Design and construction
- Architect: Louis A. Simon
- Other designers: William Dewey Foster Gilbert Stanley Underwood
- Main contractor: John McShain, Inc.

Other information
- Public transit: Foggy Bottom–GWU station

= Harry S Truman Building =

US State Department HQ in Washington, D.C.

The Harry S Truman Building is the headquarters of the United States Department of State. It is located in Washington, D.C., and houses the office of the United States secretary of state.

The Truman Building is located in the Foggy Bottom neighborhood at 2201 C Street NW, bounded by C Street to the south, E Street, D Street, and Virginia Avenue to the north, 21st Street to the east, and 23rd Street to the west. It is located to the west of Edward J. Kelly Park and north of the National Academy of Sciences building and the National Mall.

The building—previously known as "Main State" and often called "Foggy Bottom"—was officially named in honor of President Harry S Truman in September 2000.

The building was completed in 1941 and listed on the National Register of Historic Places in 2017.

==History==

===Twentieth century===
During the early 1930s, the National Capital Park and Planning Commission sought to develop the section of the District of Columbia known as Foggy Bottom, located between C, E, 18th, and 23rd streets. Leading up to World War II, the expanding Department of War occupied several different buildings on the mall, making the need for a new building to consolidate operations a high priority. It was always intended to construct the building in two phases, and the Foggy Bottom site was chosen because it was large enough to accommodate both.

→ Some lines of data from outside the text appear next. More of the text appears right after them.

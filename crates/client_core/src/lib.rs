//! Client-side state synchronization for a remote todo list.
//!
//! [`TodoController`] owns the canonical item list and reconciles every
//! create, delete, toggle and edit with a [`RemoteStore`]. The presentation
//! layer reads [`TodoView`] snapshots and calls one controller method per
//! user action.

pub mod config;
pub mod controller;
pub mod filter;
pub mod notification;
pub mod reducer;
pub mod state;
pub mod store;

pub use config::{Settings, SettingsError};
pub use controller::TodoController;
pub use filter::{select_visible, FilterMode};
pub use notification::Notification;
pub use reducer::Action;
pub use state::{OperationKind, OperationState, TodoState, TodoView};
pub use store::{HttpRemoteStore, RemoteStore, StoreError, StoreResult};
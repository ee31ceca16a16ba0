use std::{net::SocketAddr, sync::Arc};

use anyhow::Context;
use axum::{
    extract::{Path, Query, State},
    http::StatusCode,
    routing::get,
    Json, Router,
};
use serde::Deserialize;
use shared::{
    domain::{Item, ItemId, ItemPatch, NewItem, OwnerId},
    error::{ApiError, ErrorCode},
};
use tracing::{debug, info};
use tracing_subscriber::EnvFilter;

mod api;
mod app_state;
mod config;

use api::ApiContext;
use app_state::AppState;
use config::load_settings;

type HttpResult<T> = Result<T, (StatusCode, Json<ApiError>)>;

#[derive(Debug, Deserialize)]
#[serde(rename_all = "camelCase")]
struct ListItemsQuery {
    owner_id: Option<i64>,
}

#[tokio::main]
async fn main() -> anyhow::Result<()> {
    tracing_subscriber::fmt()
        .with_env_filter(EnvFilter::try_from_default_env().unwrap_or_else(|_| EnvFilter::new("info")))
        .init();

    let settings = load_settings();
    let api = ApiContext::default();
    let seeded = api.seed(settings.seed).await;
    if !seeded.is_empty() {
        info!(count = seeded.len(), "seeded items");
    }

    let app = build_router(Arc::new(AppState { api }));

    let addr: SocketAddr = settings
        .server_bind
        .parse()
        .with_context(|| format!("invalid bind address '{}'", settings.server_bind))?;
    info!(%addr, "server listening");
    let listener = tokio::net::TcpListener::bind(addr)
        .await
        .with_context(|| format!("failed to bind {addr}"))?;
    axum::serve(listener, app)
        .with_graceful_shutdown(shutdown_signal())
        .await?;
    Ok(())
}

async fn shutdown_signal() {
    let _ = tokio::signal::ctrl_c().await;
    info!("shutting down");
}

fn build_router(state: Arc<AppState>) -> Router {
    Router::new()
        .route("/healthz", get(healthz))
        .route("/items", get(http_list_items).post(http_create_item))
        .route(
            "/items/:item_id",
            axum::routing::patch(http_update_item).delete(http_delete_item),
        )
        .with_state(state)
}

async fn healthz() -> &'static str {
    "ok"
}

async fn http_list_items(
    State(state): State<Arc<AppState>>,
    Query(q): Query<ListItemsQuery>,
) -> Json<Vec<Item>> {
    Json(api::list_items(&state.api, q.owner_id.map(OwnerId)).await)
}

async fn http_create_item(
    State(state): State<Arc<AppState>>,
    Json(req): Json<NewItem>,
) -> HttpResult<(StatusCode, Json<Item>)> {
    let item = api::create_item(&state.api, req)
        .await
        .map_err(into_http_error)?;
    debug!(item_id = %item.id, "created item");
    Ok((StatusCode::CREATED, Json(item)))
}

async fn http_delete_item(
    State(state): State<Arc<AppState>>,
    Path(item_id): Path<i64>,
) -> HttpResult<StatusCode> {
    api::delete_item(&state.api, ItemId(item_id))
        .await
        .map_err(into_http_error)?;
    debug!(item_id, "deleted item");
    Ok(StatusCode::NO_CONTENT)
}

async fn http_update_item(
    State(state): State<Arc<AppState>>,
    Path(item_id): Path<i64>,
    Json(patch): Json<ItemPatch>,
) -> HttpResult<Json<Item>> {
    let item = api::update_item(&state.api, ItemId(item_id), patch)
        .await
        .map_err(into_http_error)?;
    debug!(item_id, "updated item");
    Ok(Json(item))
}

fn into_http_error(err: ApiError) -> (StatusCode, Json<ApiError>) {
    let status = match err.code {
        ErrorCode::NotFound => StatusCode::NOT_FOUND,
        ErrorCode::Validation => StatusCode::BAD_REQUEST,
        ErrorCode::Internal => StatusCode::INTERNAL_SERVER_ERROR,
    };
    (status, Json(err))
}

#[cfg(test)]
#[path = "tests/main_tests.rs"]
mod tests;
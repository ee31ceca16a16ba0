use async_trait::async_trait;
use reqwest::Client;
use shared::domain::{Item, ItemId, ItemPatch, NewItem, OwnerId};
use thiserror::Error;
use url::Url;

#[derive(Debug, Error)]
pub enum StoreError {
    #[error("invalid store url: {0}")]
    InvalidUrl(#[from] url::ParseError),
    #[error("store request failed: {0}")]
    Transport(#[from] reqwest::Error),
    /// Failure reported by a non-HTTP `RemoteStore` implementation.
    #[error("{0}")]
    Other(String),
}

pub type StoreResult<T> = Result<T, StoreError>;

#[async_trait]
pub trait RemoteStore: Send + Sync {
    async fn list(&self, owner_id: OwnerId) -> StoreResult<Vec<Item>>;
    async fn create(&self, item: NewItem) -> StoreResult<Item>;
    async fn delete(&self, id: ItemId) -> StoreResult<()>;
    async fn update(&self, id: ItemId, patch: ItemPatch) -> StoreResult<Item>;
}

pub struct HttpRemoteStore {
    http: Client,
    base_url: Url,
}

impl HttpRemoteStore {
    pub fn new(base_url: &str) -> StoreResult<Self> {
        Self::with_client(Client::new(), base_url)
    }

    pub fn with_client(http: Client, base_url: &str) -> StoreResult<Self> {
        let mut base_url = Url::parse(base_url)?;
        // Url::join drops the last path segment unless it ends in '/'.
        if !base_url.path().ends_with('/') {
            let path = format!("{}/", base_url.path());
            base_url.set_path(&path);
        }
        Ok(Self { http, base_url })
    }

    pub fn base_url(&self) -> &Url {
        &self.base_url
    }

    fn collection_url(&self) -> StoreResult<Url> {
        Ok(self.base_url.join("items")?)
    }

    fn item_url(&self, id: ItemId) -> StoreResult<Url> {
        Ok(self.base_url.join(&format!("items/{}", id.0))?)
    }
}

#[async_trait]
impl RemoteStore for HttpRemoteStore {
    async fn list(&self, owner_id: OwnerId) -> StoreResult<Vec<Item>> {
        let items = self
            .http
            .get(self.collection_url()?)
            .query(&[("ownerId", owner_id.0)])
            .send()
            .await?
            .error_for_status()?
            .json()
            .await?;
        Ok(items)
    }

    async fn create(&self, item: NewItem) -> StoreResult<Item> {
        let created = self
            .http
            .post(self.collection_url()?)
            .json(&item)
            .send()
            .await?
            .error_for_status()?
            .json()
            .await?;
        Ok(created)
    }

    async fn delete(&self, id: ItemId) -> StoreResult<()> {
        self.http
            .delete(self.item_url(id)?)
            .send()
            .await?
            .error_for_status()?;
        Ok(())
    }

    async fn update(&self, id: ItemId, patch: ItemPatch) -> StoreResult<Item> {
        let updated = self
            .http
            .patch(self.item_url(id)?)
            .json(&patch)
            .send()
            .await?
            .error_for_status()?
            .json()
            .await?;
        Ok(updated)
    }
}

#[cfg(test)]
#[path = "tests/store_tests.rs"]
mod tests;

Gilbert Stanley Underwood and William Dewey Foster won the contract for the War Department building. They designed the building between 1938 and 1939 and construction began in 1940, with John McShain, Inc. as contractor. The Public Buildings Administration of the Federal Works Agency, which inherited oversight responsibility for the federal buildings program from the U.S. Treasury Department in 1939, completed the first phase of the building in 1941.

During the design process, several agencies expressed concern that the War Department had already expanded beyond the capacity of the building. These concerns turned out to be correct; while some offices of the War Department moved into the building for a few years, the building never became the War Department headquarters. By the time construction was complete, the War Department had already outgrown the building. Congress appropriated funds for construction of the Pentagon early in 1941, the same year the first phase of the building was completed.

The Department of State also grew rapidly during the war (from under 1,000 employees to over 7,000), but was lower in priority and so was scattered all over Washington, occupying forty-seven buildings by the mid-1940s. In 1946, President Truman decided to make use of the space vacated by the War Department's ongoing move to the Pentagon to consolidate the central functions of the State Department in one place; the change of tenants was completed between January and August 1947. The original portion of the building is today referred to as the Marshall Wing.

==== Expansion ====
World War II spurred the growth of this department as well. However, the planned expansion was delayed until Congress allocated funds for the addition in 1955. Harley, Probst Associates, a joint venture between Harley, Ellington, and Day of Detroit and Graham, Anderson, Probst, and White of Chicago, won the contract for the design in 1956. The addition, known as the State Department Extension, was completed in 1960 and dedicated in 1961. The original building was informally called "Old State" with the addition identified as "New State."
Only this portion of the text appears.